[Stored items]
┏━━

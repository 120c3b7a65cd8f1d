//! Deterministic synthetic sweeps
//!
//! Tilted baseline with Gaussian resonance bumps and optional uniform noise.
//! Used by the replay binary, the integration tests and the benchmarks.

use rand::rngs::StdRng;
use rand::{Rng, SeedableRng};

use super::{FrequencyPlan, Trace, TraceSource};
use crate::error::AcquisitionError;

/// Gaussian bump added on top of the baseline
#[derive(Debug, Clone, Copy, PartialEq)]
pub struct Resonance {
    /// Center frequency in MHz
    pub center: f64,

    /// Height above the baseline in dB
    pub amplitude: f64,

    /// Standard deviation of the bump in MHz
    pub width: f64,
}

impl Resonance {
    pub fn new(center: f64, amplitude: f64, width: f64) -> Self {
        Self {
            center,
            amplitude,
            width,
        }
    }

    fn at(&self, freq: f64) -> f64 {
        let z = (freq - self.center) / self.width;
        self.amplitude * (-0.5 * z * z).exp()
    }
}

/// Synthetic trace source
pub struct SyntheticSweep {
    plan: FrequencyPlan,
    floor_db: f64,
    tilt_db: f64,
    noise_db: f64,
    resonances: Vec<Resonance>,
    rng: StdRng,
}

impl SyntheticSweep {
    /// Flat, noise-free sweep at `floor_db`
    pub fn new(plan: FrequencyPlan, floor_db: f64) -> Self {
        Self {
            plan,
            floor_db,
            tilt_db: 0.0,
            noise_db: 0.0,
            resonances: Vec::new(),
            rng: StdRng::seed_from_u64(0),
        }
    }

    /// Linear change of the baseline from first to last sweep point, in dB
    pub fn with_tilt(mut self, tilt_db: f64) -> Self {
        self.tilt_db = tilt_db;
        self
    }

    /// Uniform noise in `[-noise_db, noise_db]`, reproducible from `seed`
    pub fn with_noise(mut self, noise_db: f64, seed: u64) -> Self {
        self.noise_db = noise_db;
        self.rng = StdRng::seed_from_u64(seed);
        self
    }

    pub fn with_resonance(mut self, resonance: Resonance) -> Self {
        self.resonances.push(resonance);
        self
    }

    pub fn resonances_mut(&mut self) -> &mut Vec<Resonance> {
        &mut self.resonances
    }

    pub fn plan(&self) -> &FrequencyPlan {
        &self.plan
    }

    /// Produce one sweep
    pub fn sweep(&mut self) -> Result<Trace, AcquisitionError> {
        let frequencies = self.plan.frequencies();
        let span = (self.plan.stop_freq() - self.plan.start_freq).max(f64::EPSILON);

        let mut magnitudes = Vec::with_capacity(frequencies.len());
        let mut phases = Vec::with_capacity(frequencies.len());
        for &f in &frequencies {
            let tilt = self.tilt_db * (f - self.plan.start_freq) / span;
            let bumps: f64 = self.resonances.iter().map(|r| r.at(f)).sum();
            let noise = if self.noise_db > 0.0 {
                self.rng.gen_range(-self.noise_db..=self.noise_db)
            } else {
                0.0
            };
            magnitudes.push(self.floor_db + tilt + bumps + noise);
            phases.push(-180.0 * (f - self.plan.start_freq) / span);
        }

        Ok(Trace::new(frequencies, magnitudes, phases)?)
    }
}

impl TraceSource for SyntheticSweep {
    fn next_trace(&mut self) -> Result<Trace, AcquisitionError> {
        self.sweep()
    }
}

#[cfg(test)]
mod tests {
    use super::*;

    #[test]
    fn test_flat_sweep() {
        let mut source = SyntheticSweep::new(FrequencyPlan::default(), -20.0);
        let trace = source.next_trace().unwrap();
        assert_eq!(trace.len(), 101);
        assert!(trace.magnitudes().iter().all(|&m| (m + 20.0).abs() < 1e-12));
    }

    #[test]
    fn test_resonance_peaks_at_center() {
        let plan = FrequencyPlan::default();
        let mut source =
            SyntheticSweep::new(plan, -20.0).with_resonance(Resonance::new(27.5, 3.0, 0.02));
        let trace = source.next_trace().unwrap();

        let (argmax, _) = trace
            .magnitudes()
            .iter()
            .enumerate()
            .fold((0, f64::MIN), |acc, (i, &m)| if m > acc.1 { (i, m) } else { acc });
        assert_eq!(argmax, plan.nearest_index(27.5));
        assert!((trace.magnitudes()[argmax] + 17.0).abs() < 1e-9);
    }

    #[test]
    fn test_noise_is_reproducible() {
        let plan = FrequencyPlan::default();
        let a = SyntheticSweep::new(plan, 0.0).with_noise(0.1, 7).sweep().unwrap();
        let b = SyntheticSweep::new(plan, 0.0).with_noise(0.1, 7).sweep().unwrap();
        assert_eq!(a, b);
        assert!(a.magnitudes().iter().all(|m| m.abs() <= 0.1));
    }
}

┗━━

## Aim of the exercise
When you answer, return the records above exactly as they stand.

## Response area
repository 120c3b7a65cd8f1d
//! Deterministic synthetic sweeps
//!
//! Tilted baseline with Gaussian resonance bumps and optional uniform noise.
//! Used by the replay binary, the integration tests and the benchmarks.

use rand::rngs::StdRng;
use rand::{Rng, SeedableRng};

use super::{FrequencyPlan, Trace, TraceSource};
use crate::error::AcquisitionError;

/// Gaussian bump added on top of the baseline
#[derive(Debug, Clone, Copy, PartialEq)]
pub struct Resonance {
    /// Center frequency in MHz
    pub center: f64,

    /// Height above the baseline in dB
    pub amplitude: f64,

    /// Standard deviation of the bump in MHz
    pub width: f64,
}

impl Resonance {
    pub fn new(center: f64, amplitude: f64, width: f64) -> Self {
        Self {
            center,
            amplitude,
            width,
        }
    }

    fn at(&self, freq: f64) -> f64 {
        let z = (freq - self.center) / self.width;
        self.amplitude * (-0.5 * z * z).exp()
    }
}

/// Synthetic trace source
pub struct SyntheticSweep {
    plan: FrequencyPlan,
    floor_db: f64,
    tilt_db: f64,
    noise_db: f64,
    resonances: Vec<Resonance>,
    rng: StdRng,
}

impl SyntheticSweep {
    /// Flat, noise-free sweep at `floor_db`
    pub fn new(plan: FrequencyPlan, floor_db: f64) -> Self {
        Self {
            plan,
            floor_db,
            tilt_db: 0.0,
            noise_db: 0.0,
            resonances: Vec::new(),
            rng: StdRng::seed_from_u64(0),
        }
    }

    /// Linear change of the baseline from first to last sweep point, in dB
    pub fn with_tilt(mut self, tilt_db: f64) -> Self {
        self.tilt_db = tilt_db;
        self
    }

    /// Uniform noise in `[-noise_db, noise_db]`, reproducible from `seed`
    pub fn with_noise(mut self, noise_db: f64, seed: u64) -> Self {
        self.noise_db = noise_db;
        self.rng = StdRng::seed_from_u64(seed);
        self
    }

    pub fn with_resonance(mut self, resonance: Resonance) -> Self {
        self.resonances.push(resonance);
        self
    }

    pub fn resonances_mut(&mut self) -> &mut Vec<Resonance> {
        &mut self.resonances
    }

    pub fn plan(&self) -> &FrequencyPlan {
        &self.plan
    }

    /// Produce one sweep
    pub fn sweep(&mut self) -> Result<Trace, AcquisitionError> {
        let frequencies = self.plan.frequencies();
        let span = (self.plan.stop_freq() - self.plan.start_freq).max(f64::EPSILON);

        let mut magnitudes = Vec::with_capacity(frequencies.len());
        let mut phases = Vec::with_capacity(frequencies.len());
        for &f in &frequencies {
            let tilt = self.tilt_db * (f - self.plan.start_freq) / span;
            let bumps: f64 = self.resonances.iter().map(|r| r.at(f)).sum();
            let noise = if self.noise_db > 0.0 {
                self.rng.gen_range(-self.noise_db..=self.noise_db)
            } else {
                0.0
            };
            magnitudes.push(self.floor_db + tilt + bumps + noise);
            phases.push(-180.0 * (f - self.plan.start_freq) / span);
        }

        Ok(Trace::new(frequencies, magnitudes, phases)?)
    }
}

impl TraceSource for SyntheticSweep {
    fn next_trace(&mut self) -> Result<Trace, AcquisitionError> {
        self.sweep()
    }
}

#[cfg(test)]
mod tests {
    use super::*;

    #[test]
    fn test_flat_sweep() {
        let mut source = SyntheticSweep::new(FrequencyPlan::default(), -20.0);
        let trace = source.next_trace().unwrap();
        assert_eq!(trace.len(), 101);
        assert!(trace.magnitudes().iter().all(|&m| (m + 20.0).abs() < 1e-12));
    }

    #[test]
    fn test_resonance_peaks_at_center() {
        let plan = FrequencyPlan::default();
        let mut source =
            SyntheticSweep::new(plan, -20.0).with_resonance(Resonance::new(27.5, 3.0, 0.02));
        let trace = source.next_trace().unwrap();

        let (argmax, _) = trace
            .magnitudes()
            .iter()
            .enumerate()
            .fold((0, f64::MIN), |acc, (i, &m)| if m > acc.1 { (i, m) } else { acc });
        assert_eq!(argmax, plan.nearest_index(27.5));
        assert!((trace.magnitudes()[argmax] + 17.0).abs() < 1e-9);
    }

    #[test]
    fn test_noise_is_reproducible() {
        let plan = FrequencyPlan::default();
        let a = SyntheticSweep::new(plan, 0.0).with_noise(0.1, 7).sweep().unwrap();
        let b = SyntheticSweep::new(plan, 0.0).with_noise(0.1, 7).sweep().unwrap();
        assert_eq!(a, b);
        assert!(a.magnitudes().iter().all(|m| m.abs() <= 0.1));
    }
}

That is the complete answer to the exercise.